Try it -
Please find every line in the records below that contains the word "report", and copy it.

(Saved entries)
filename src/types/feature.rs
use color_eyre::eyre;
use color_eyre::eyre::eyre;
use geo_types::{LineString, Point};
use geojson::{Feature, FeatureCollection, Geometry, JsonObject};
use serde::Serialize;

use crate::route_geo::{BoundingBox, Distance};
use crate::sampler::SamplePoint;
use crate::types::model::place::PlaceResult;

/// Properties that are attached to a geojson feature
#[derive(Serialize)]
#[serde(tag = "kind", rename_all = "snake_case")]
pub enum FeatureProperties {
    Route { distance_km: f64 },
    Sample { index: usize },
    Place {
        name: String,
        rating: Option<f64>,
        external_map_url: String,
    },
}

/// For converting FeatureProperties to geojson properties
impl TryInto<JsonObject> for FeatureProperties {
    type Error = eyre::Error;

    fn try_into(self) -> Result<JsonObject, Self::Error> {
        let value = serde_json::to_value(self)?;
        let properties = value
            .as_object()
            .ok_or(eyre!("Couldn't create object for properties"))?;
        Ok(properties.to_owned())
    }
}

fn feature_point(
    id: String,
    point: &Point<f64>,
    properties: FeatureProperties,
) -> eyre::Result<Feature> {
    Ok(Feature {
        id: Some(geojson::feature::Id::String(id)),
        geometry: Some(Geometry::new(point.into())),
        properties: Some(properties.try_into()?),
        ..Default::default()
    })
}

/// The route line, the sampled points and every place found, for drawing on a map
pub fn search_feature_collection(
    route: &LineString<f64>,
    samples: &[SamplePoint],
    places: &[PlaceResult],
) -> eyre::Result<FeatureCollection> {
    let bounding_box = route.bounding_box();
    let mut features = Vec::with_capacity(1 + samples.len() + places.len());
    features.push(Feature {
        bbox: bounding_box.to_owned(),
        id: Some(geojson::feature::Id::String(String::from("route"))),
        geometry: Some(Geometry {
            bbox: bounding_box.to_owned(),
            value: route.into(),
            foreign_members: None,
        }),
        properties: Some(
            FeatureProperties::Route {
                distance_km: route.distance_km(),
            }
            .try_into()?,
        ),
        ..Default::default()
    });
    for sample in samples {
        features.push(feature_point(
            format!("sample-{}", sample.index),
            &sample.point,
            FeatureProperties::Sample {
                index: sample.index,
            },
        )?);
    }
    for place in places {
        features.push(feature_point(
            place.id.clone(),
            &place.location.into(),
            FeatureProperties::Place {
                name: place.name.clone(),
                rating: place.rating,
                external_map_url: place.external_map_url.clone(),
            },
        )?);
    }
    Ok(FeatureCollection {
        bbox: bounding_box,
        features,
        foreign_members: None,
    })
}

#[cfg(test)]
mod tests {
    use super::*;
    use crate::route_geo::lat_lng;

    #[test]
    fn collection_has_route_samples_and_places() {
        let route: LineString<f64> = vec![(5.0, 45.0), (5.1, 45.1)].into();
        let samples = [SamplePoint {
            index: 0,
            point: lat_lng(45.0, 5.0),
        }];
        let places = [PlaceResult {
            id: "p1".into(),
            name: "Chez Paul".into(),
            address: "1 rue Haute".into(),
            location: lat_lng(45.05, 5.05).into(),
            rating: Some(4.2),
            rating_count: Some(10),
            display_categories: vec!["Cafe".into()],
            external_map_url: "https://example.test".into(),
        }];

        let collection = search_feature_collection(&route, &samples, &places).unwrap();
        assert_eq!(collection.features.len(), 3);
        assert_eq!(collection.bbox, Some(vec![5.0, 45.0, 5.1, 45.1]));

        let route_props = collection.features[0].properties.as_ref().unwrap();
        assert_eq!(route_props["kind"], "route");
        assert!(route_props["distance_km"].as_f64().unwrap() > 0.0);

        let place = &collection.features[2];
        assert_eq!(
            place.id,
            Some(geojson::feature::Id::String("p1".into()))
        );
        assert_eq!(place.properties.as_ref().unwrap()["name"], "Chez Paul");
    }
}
--
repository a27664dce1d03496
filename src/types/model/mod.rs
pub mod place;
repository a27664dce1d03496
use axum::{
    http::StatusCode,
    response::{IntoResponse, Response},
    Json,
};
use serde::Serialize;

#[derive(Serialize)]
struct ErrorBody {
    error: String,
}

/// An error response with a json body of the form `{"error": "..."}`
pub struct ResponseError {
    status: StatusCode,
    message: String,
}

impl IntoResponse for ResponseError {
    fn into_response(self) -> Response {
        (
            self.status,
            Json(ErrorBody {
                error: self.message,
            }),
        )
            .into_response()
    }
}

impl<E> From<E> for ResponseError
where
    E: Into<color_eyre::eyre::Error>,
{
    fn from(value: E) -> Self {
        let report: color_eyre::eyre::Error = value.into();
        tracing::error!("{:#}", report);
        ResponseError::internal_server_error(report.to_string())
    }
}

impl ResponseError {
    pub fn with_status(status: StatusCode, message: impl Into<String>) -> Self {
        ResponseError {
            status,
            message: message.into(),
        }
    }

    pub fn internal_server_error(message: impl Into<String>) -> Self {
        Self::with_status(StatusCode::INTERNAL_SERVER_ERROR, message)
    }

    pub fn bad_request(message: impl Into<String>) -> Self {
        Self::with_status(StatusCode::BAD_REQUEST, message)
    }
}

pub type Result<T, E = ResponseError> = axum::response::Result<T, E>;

Final answer -
        let report: color_eyre::eyre::Error = value.into();
        tracing::error!("{:#}", report);
        ResponseError::internal_server_error(report.to_string())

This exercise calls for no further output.